Peptic ulcers can be single or multiple open sores affecting the mucous membranes and are usually caused by failure of the digestive tract to withstand the action of pepsin and hydrochloric acid. This usually occurs because the mucous membranes become thinner, rather than as a result of excess pepsin or hydrochloric acid. A major cause of peptic ulcers is Helicobacter pylori (also known as Campylobacter pylori) infection [63]. Additional triggers include excess intake of NSAIDs, which results in thinning of the gastric mucosa and large dosages of pharmaceutical glucocorticosteroids. This influences the production of excessive quantities of pepsin, excessive long-term consumption of alcohol (ethanol) and the increased ingestion of the nicotinic acid form of vitamin B3 on an empty stomach releasing high levels of stomach acid. Stress has a significant impact on existing peptic ulcers and heartburn can be frequently experienced. Risk factors for developing a peptic ulcer are being over 40 years of age, cigarette smoking and family or past medical history of ulcer disease.
General references used in this diagnosis: 2, 6–11, 57, 59, 65
Treatment aims
• Reduce inflammation and promote healing of gastric mucosa [16, 17].
• Enhance integrity of gastric mucosa and gastroduodenal mucosal defence [16–18].
• Normalise gastric acid secretion [15, 18].
• Modulate Dan’s immune and inflammatory response [16].
• Support Dan’s stress response and help reduce his stress levels [16–18].
• Identify and reduce or eliminate contributing factors to Dan’s peptic ulcer [15, 18, 32].
• Determine whether Dan has any food allergies and manage accordingly [15, 18].
Lifestyle alterations/considerations
• Encourage Dan to reduce his stress levels [16–18, 25, 26]. He may find relaxation therapies such as meditation, yoga, tai chi or progressive muscle relaxation helpful to manage his stress levels.
• Encourage Dan to make the time to take a regular lunch break and eat his lunch slowly in a quiet and peaceful environment.

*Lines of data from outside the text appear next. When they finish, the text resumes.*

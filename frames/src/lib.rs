//! Length-prefixed stream framing for the long-poll channel.
//!
//! This crate owns the byte-level wire representation of the open stream.
//! The stream is a concatenation of `<decimal-length><payload>` units where
//! the payload starts with `[` and is a complete JSON array of exactly
//! `decimal-length` bytes. Interpreting the decoded arrays is left to callers.
//!
//! DESIGN
//! ======
//! `StreamFramer` keeps an accumulating byte buffer. Each `push` appends a
//! network chunk and drains every complete frame, leaving partial frames in
//! place for the next chunk. Output is identical regardless of how the input
//! was split across chunks.
//!
//! RECOVERY
//! ========
//! A prefix that is not a positive decimal integer is reported and skipped up
//! to and including the `[` that terminated it. This can resynchronise on a
//! `[` that belongs to a payload; it is a best-effort recovery, not a
//! guarantee.

use serde_json::Value;

/// Error reported for a single unit of the stream. The stream continues.
#[derive(Debug, thiserror::Error)]
pub enum FramerError {
    /// The bytes before a `[` were not a positive decimal length.
    #[error("malformed length prefix: {prefix:?}")]
    BadPrefix { prefix: String },
    /// The payload was correctly framed but is not valid JSON.
    #[error("frame payload of {length} bytes is not valid JSON: {source}")]
    Json {
        length: usize,
        #[source]
        source: serde_json::Error,
    },
}

/// One decoded unit of the stream.
#[derive(Clone, Debug, PartialEq)]
pub struct Frame {
    /// Parsed JSON payload.
    pub payload: Value,
    /// Payload size in bytes as declared by the length prefix.
    pub length: usize,
}

/// Result of decoding a single unit.
pub type Decoded = Result<Frame, FramerError>;

/// Incremental decoder for the length-prefixed stream.
#[derive(Debug, Default)]
pub struct StreamFramer {
    buf: Vec<u8>,
}

impl StreamFramer {
    #[must_use]
    pub fn new() -> Self {
        Self { buf: Vec::new() }
    }

    /// Append a chunk and return every unit completed by it, in stream order.
    pub fn push(&mut self, chunk: &[u8]) -> Vec<Decoded> {
        self.buf.extend_from_slice(chunk);

        let mut out = Vec::new();
        let mut start = 0;
        while let Some(offset) = self.buf[start..].iter().position(|b| *b == b'[') {
            let bracket = start + offset;
            let prefix = &self.buf[start..bracket];

            let Some(length) = parse_length(prefix) else {
                out.push(Err(FramerError::BadPrefix { prefix: String::from_utf8_lossy(prefix).into_owned() }));
                start = bracket + 1;
                continue;
            };

            let Some(end) = bracket.checked_add(length) else {
                out.push(Err(FramerError::BadPrefix { prefix: String::from_utf8_lossy(prefix).into_owned() }));
                start = bracket + 1;
                continue;
            };
            if end > self.buf.len() {
                break;
            }

            let payload = &self.buf[bracket..end];
            out.push(
                serde_json::from_slice::<Value>(payload)
                    .map(|payload| Frame { payload, length })
                    .map_err(|source| FramerError::Json { length, source }),
            );
            start = end;
        }

        self.buf.drain(..start);
        out
    }

    /// Bytes held back waiting for the rest of a frame.
    #[must_use]
    pub fn buffered(&self) -> &[u8] {
        &self.buf
    }
}

fn parse_length(prefix: &[u8]) -> Option<usize> {
    let text = std::str::from_utf8(prefix).ok()?.trim();
    if text.is_empty() || !text.bytes().all(|b| b.is_ascii_digit()) {
        return None;
    }
    text.parse::<usize>().ok().filter(|n| *n > 0)
}

/// Encode a JSON array payload as one length-prefixed unit.
#[must_use]
pub fn encode_frame(payload: &Value) -> Vec<u8> {
    let body = payload.to_string();
    let mut out = body.len().to_string().into_bytes();
    out.extend_from_slice(body.as_bytes());
    out
}

#[cfg(test)]
#[path = "lib_test.rs"]
mod tests;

• Encourage Dan to find ways of reducing his work-related stress by reviewing his work schedule and workload. He may need to delegate tasks and/or enlist the help of others where necessary.
• Encourage Dan to take time away from work to enjoy other activities.
• Encourage Dan to exercise daily. Regular exercise is strongly associated with reduced stress levels [27, 28].
• Encourage Dan to stop taking aspirin or other non-steroidal anti-inflammatory medications. These are implicated in the development of peptic ulcers [15–18].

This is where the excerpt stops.